What is expected: Output the opening lines of the records exactly. End with the line that contains "set. The seed".

Record set section start

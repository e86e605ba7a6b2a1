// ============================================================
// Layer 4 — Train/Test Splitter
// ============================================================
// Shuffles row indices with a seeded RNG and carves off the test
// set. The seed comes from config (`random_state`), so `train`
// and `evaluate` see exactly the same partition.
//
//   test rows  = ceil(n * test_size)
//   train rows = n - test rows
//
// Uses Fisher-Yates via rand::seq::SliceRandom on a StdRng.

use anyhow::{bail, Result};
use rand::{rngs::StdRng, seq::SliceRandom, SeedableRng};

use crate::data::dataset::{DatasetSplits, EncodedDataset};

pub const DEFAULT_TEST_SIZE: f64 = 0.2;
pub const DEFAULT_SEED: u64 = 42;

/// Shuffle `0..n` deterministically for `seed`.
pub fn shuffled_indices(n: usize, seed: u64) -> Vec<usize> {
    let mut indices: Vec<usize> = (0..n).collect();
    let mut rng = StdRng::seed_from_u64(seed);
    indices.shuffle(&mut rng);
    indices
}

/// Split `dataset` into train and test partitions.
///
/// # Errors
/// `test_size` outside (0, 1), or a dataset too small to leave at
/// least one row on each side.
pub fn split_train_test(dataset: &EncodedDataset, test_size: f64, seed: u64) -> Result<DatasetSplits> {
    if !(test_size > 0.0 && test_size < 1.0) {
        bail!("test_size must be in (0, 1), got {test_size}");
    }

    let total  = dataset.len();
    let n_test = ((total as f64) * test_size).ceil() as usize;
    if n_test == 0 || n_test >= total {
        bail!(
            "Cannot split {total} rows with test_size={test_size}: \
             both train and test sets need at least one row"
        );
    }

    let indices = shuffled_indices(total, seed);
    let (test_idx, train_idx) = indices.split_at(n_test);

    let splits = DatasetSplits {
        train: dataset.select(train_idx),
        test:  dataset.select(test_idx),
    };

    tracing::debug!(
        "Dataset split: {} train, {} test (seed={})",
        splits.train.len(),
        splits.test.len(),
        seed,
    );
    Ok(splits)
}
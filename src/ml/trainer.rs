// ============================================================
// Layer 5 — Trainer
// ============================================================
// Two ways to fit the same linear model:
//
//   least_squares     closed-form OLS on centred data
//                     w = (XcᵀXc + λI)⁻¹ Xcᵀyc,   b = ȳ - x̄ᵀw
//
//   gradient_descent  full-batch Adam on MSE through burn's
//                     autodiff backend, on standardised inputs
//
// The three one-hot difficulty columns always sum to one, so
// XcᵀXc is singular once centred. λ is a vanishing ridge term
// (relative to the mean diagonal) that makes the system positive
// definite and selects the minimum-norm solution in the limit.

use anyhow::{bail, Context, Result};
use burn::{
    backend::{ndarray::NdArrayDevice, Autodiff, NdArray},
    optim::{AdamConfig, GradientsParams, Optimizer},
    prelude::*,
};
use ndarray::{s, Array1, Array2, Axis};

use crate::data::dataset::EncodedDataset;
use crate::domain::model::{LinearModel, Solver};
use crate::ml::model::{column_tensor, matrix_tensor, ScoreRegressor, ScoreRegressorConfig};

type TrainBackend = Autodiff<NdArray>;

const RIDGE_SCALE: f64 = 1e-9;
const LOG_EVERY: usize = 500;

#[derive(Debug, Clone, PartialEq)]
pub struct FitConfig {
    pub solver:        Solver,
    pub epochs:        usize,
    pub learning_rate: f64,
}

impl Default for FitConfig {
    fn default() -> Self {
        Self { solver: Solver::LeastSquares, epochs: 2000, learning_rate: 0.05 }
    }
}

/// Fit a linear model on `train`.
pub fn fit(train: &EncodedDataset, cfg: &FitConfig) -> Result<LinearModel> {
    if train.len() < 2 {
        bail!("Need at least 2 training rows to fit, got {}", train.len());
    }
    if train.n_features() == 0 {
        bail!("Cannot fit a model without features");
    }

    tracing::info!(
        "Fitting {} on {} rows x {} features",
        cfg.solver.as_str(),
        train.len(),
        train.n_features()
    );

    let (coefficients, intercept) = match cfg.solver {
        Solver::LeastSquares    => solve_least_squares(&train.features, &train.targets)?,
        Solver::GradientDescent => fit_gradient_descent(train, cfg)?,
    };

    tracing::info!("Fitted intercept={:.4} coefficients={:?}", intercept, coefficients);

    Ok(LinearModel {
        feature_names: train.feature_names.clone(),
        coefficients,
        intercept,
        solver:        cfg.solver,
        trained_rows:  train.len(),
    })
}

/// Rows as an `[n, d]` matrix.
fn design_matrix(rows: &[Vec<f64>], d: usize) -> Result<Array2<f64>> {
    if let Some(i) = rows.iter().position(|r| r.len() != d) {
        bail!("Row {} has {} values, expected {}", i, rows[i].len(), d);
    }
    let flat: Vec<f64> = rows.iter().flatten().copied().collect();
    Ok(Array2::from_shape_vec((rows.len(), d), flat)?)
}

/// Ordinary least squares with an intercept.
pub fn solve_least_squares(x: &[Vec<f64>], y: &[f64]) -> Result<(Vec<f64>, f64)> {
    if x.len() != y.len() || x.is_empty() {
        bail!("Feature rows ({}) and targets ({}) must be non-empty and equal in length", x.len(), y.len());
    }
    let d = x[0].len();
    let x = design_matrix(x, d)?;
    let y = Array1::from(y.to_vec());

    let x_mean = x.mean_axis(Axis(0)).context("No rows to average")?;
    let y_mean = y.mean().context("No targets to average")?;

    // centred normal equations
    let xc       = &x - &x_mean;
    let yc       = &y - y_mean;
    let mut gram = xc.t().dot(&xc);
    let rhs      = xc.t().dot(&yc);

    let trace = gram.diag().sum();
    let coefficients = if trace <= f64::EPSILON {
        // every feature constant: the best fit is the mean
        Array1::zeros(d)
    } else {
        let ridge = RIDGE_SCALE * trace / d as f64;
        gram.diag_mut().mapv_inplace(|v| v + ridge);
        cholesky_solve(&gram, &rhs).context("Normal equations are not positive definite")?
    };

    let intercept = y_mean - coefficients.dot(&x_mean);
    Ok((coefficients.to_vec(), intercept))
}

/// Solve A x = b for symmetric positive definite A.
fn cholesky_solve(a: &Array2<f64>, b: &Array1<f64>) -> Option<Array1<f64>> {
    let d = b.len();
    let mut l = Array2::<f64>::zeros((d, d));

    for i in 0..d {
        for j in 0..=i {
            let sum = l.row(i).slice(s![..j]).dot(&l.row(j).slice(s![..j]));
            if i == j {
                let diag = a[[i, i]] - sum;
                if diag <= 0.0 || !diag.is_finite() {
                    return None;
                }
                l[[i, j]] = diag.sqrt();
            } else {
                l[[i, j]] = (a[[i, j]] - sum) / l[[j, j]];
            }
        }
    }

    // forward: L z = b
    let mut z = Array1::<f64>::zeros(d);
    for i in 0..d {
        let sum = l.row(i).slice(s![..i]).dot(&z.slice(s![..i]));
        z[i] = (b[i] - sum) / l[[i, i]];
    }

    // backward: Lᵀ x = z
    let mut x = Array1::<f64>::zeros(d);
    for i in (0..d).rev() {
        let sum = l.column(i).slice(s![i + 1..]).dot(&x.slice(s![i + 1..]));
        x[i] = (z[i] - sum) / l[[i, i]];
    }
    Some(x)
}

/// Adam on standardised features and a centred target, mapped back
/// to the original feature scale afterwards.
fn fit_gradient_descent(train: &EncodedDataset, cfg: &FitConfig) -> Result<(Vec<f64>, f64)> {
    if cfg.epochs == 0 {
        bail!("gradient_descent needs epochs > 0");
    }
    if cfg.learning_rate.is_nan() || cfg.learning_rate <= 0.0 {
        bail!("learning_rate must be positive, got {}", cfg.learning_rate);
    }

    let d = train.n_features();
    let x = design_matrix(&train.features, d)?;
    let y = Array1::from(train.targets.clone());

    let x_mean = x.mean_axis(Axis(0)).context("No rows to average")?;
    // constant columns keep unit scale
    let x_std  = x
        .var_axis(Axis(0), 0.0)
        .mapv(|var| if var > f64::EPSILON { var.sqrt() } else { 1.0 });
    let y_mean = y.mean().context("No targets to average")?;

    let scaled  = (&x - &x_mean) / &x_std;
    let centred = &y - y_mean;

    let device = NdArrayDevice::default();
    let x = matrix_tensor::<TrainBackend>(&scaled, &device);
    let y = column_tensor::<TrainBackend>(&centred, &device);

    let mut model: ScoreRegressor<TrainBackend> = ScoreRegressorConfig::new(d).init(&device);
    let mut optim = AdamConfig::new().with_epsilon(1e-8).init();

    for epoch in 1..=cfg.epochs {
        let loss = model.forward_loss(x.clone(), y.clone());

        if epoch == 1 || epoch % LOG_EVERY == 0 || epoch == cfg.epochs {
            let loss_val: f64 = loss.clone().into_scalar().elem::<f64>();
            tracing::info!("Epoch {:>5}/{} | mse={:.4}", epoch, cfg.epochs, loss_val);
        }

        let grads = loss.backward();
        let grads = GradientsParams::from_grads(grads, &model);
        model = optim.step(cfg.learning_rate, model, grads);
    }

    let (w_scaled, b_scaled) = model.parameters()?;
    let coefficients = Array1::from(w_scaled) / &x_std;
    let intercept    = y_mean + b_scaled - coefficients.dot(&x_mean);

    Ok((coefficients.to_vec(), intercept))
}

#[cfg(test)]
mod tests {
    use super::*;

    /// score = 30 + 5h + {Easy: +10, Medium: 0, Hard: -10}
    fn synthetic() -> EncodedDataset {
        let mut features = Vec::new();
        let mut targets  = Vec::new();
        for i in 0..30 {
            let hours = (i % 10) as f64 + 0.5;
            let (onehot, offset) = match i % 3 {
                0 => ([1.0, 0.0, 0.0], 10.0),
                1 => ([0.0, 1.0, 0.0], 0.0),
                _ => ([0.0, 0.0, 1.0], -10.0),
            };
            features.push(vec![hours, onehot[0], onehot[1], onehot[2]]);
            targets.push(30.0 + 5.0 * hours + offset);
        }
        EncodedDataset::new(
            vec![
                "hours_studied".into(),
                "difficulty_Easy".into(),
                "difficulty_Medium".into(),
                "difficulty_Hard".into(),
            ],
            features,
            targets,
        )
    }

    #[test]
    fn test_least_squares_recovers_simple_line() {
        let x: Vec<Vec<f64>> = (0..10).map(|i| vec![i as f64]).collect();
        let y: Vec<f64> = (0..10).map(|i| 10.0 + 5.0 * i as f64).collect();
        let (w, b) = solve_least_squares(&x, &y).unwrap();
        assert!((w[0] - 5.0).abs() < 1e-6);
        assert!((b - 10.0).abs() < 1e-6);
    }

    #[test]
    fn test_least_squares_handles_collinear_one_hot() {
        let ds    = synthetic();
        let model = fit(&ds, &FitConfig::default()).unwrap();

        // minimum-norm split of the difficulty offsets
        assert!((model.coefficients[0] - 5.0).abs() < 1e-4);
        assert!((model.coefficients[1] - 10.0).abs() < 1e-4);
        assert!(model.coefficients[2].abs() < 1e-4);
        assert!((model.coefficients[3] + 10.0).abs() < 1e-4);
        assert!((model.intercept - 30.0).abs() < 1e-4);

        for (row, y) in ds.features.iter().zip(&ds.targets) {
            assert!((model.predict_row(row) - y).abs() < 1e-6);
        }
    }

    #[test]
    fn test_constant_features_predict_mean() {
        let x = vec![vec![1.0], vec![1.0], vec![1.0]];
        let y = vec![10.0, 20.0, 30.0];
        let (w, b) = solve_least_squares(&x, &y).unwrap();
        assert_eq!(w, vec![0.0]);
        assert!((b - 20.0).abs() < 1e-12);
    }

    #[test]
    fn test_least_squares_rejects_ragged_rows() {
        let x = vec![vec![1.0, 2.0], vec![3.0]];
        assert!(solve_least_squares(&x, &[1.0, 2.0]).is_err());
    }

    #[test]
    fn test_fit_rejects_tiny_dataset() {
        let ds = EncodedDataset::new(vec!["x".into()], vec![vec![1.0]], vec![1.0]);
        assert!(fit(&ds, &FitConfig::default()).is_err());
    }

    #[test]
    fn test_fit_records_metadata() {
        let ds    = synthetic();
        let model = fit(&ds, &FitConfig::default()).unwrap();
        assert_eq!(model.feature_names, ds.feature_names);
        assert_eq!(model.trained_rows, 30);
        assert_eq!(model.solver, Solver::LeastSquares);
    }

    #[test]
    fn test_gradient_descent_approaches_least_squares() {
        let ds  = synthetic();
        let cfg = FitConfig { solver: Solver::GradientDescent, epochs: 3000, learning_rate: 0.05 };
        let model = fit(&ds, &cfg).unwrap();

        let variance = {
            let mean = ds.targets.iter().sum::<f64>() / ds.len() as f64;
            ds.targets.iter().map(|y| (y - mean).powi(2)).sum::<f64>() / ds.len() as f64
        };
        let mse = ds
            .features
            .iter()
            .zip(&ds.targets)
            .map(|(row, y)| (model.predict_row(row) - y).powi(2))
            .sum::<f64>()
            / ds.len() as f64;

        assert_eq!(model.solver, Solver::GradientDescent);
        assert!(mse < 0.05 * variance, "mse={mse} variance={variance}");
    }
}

Record set section end

Finished task:
repository e86e605ba7a6b2a1
// ============================================================
// Layer 4 — Train/Test Splitter
// ============================================================
// Shuffles row indices with a seeded RNG and carves off the test
// set. The seed comes from config (`random_state`), so `train`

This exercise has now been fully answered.